Prompt: Every line below between the one holding "pub fn push_failure(&self)" and the one holding "async fn free_deals(&self, stores: &[Storefront])", inclusive, should be copied exactly, and no other line.

Data for this task below:

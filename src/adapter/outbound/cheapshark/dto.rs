//! CheapShark wire types.

use serde::Deserialize;

use crate::domain::Deal;

/// One element of the `/deals` response array.
///
/// Only the fields the bot uses are decoded; the API sends many more.
#[derive(Debug, Clone, Deserialize)]
pub struct DealRecord {
    #[serde(rename = "dealID")]
    pub deal_id: String,
    pub title: String,
    #[serde(rename = "storeID")]
    pub store_id: String,
    #[serde(default)]
    pub thumb: String,
}

impl From<DealRecord> for Deal {
    fn from(record: DealRecord) -> Self {
        Deal::new(record.deal_id, record.title, record.store_id, record.thumb)
    }
}
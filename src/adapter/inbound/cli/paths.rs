//! Path utilities for freegames.
//!
//! The default configuration lives under `~/.freegames/config.toml`.

use std::path::PathBuf;

/// Returns the freegames home directory (`~/.freegames/`).
pub fn home_dir() -> PathBuf {
    dirs::home_dir()
        .unwrap_or_else(|| PathBuf::from("."))
        .join(".freegames")
}

/// Returns the default config file path (`~/.freegames/config.toml`).
pub fn default_config() -> PathBuf {
    home_dir().join("config.toml")
}
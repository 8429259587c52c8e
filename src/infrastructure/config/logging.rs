//! Logging configuration and initialization.

use serde::Deserialize;
use tracing_subscriber::{fmt, EnvFilter};

/// Logging configuration.
#[derive(Debug, Clone, Deserialize)]
pub struct LoggingConfig {
    /// Default filter directive, overridden by `RUST_LOG`.
    #[serde(default = "default_level")]
    pub level: String,
    /// `pretty` or `json`.
    #[serde(default = "default_format")]
    pub format: String,
}

fn default_level() -> String {
    "info".into()
}

fn default_format() -> String {
    "pretty".into()
}

impl LoggingConfig {
    /// Initialize the tracing subscriber with this logging configuration.
    ///
    /// Does nothing if a global subscriber is already installed.
    pub fn init(&self) {
        let filter =
            EnvFilter::try_from_default_env().unwrap_or_else(|_| EnvFilter::new(&self.level));

        let _ = match self.format.as_str() {
            "json" => fmt().json().with_env_filter(filter).try_init(),
            _ => fmt().with_env_filter(filter).try_init(),
        };
    }
}

impl Default for LoggingConfig {
    fn default() -> Self {
        Self {
            level: default_level(),
            format: default_format(),
        }
    }
}
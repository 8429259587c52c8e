use std::collections::VecDeque;
use std::sync::{Arc, Mutex};

use async_trait::async_trait;
use freegames::domain::{Deal, Storefront};
use freegames::error::{Error, Result};
use freegames::port::DealSource;

/// Deal source that replays a script of responses, one per fetch.
///
/// Once the script runs out the last response is repeated. Every fetch
/// records the store filter it was called with.
#[derive(Clone, Default)]
pub struct ScriptedSource {
    script: Arc<Mutex<VecDeque<Option<Vec<Deal>>>>>,
    last: Arc<Mutex<Option<Vec<Deal>>>>,
    calls: Arc<Mutex<Vec<Vec<Storefront>>>>,
}

impl ScriptedSource {
    pub fn new() -> Self {
        Self::default()
    }

    /// Queue a successful response.
    pub fn push_deals(&self, deals: Vec<Deal>) -> &Self {
        self.script.lock().expect("lock script").push_back(Some(deals));
        self
    }

    /// Queue an upstream failure.
    pub fn push_failure(&self) -> &Self {
        self.script.lock().expect("lock script").push_back(None);
        self
    }

    /// Store filters of every fetch so far.
    pub fn calls(&self) -> Vec<Vec<Storefront>> {
        self.calls.lock().expect("lock calls").clone()
    }
}

#[async_trait]
impl DealSource for ScriptedSource {
    async fn free_deals(&self, stores: &[Storefront]) -> Result<Vec<Deal>> {
        self.calls.lock().expect("lock calls").push(stores.to_vec());

        let next = self.script.lock().expect("lock script").pop_front();
        let mut last = self.last.lock().expect("lock last");
        if let Some(next) = next {
            *last = next;
        }
        last.clone().ok_or(Error::UpstreamStatus { status: 503 })
    }

    fn source_name(&self) -> &'static str {
        "Scripted"
    }
}

/// A deal in the given store.
pub fn deal(id: &str, title: &str, store: Storefront) -> Deal {
    Deal::new(id, title, store.id().to_string(), format!("https://img/{id}.jpg"))
}
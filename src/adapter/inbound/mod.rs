//! Inbound adapters (driving side).

pub mod cli;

End of Data for this task.

Response to the task:
    pub fn push_failure(&self) -> &Self {
        self.script.lock().expect("lock script").push_back(None);
        self
    }

    /// Store filters of every fetch so far.
    pub fn calls(&self) -> Vec<Vec<Storefront>> {
        self.calls.lock().expect("lock calls").clone()
    }
}

#[async_trait]
impl DealSource for ScriptedSource {
    async fn free_deals(&self, stores: &[Storefront]) -> Result<Vec<Deal>> {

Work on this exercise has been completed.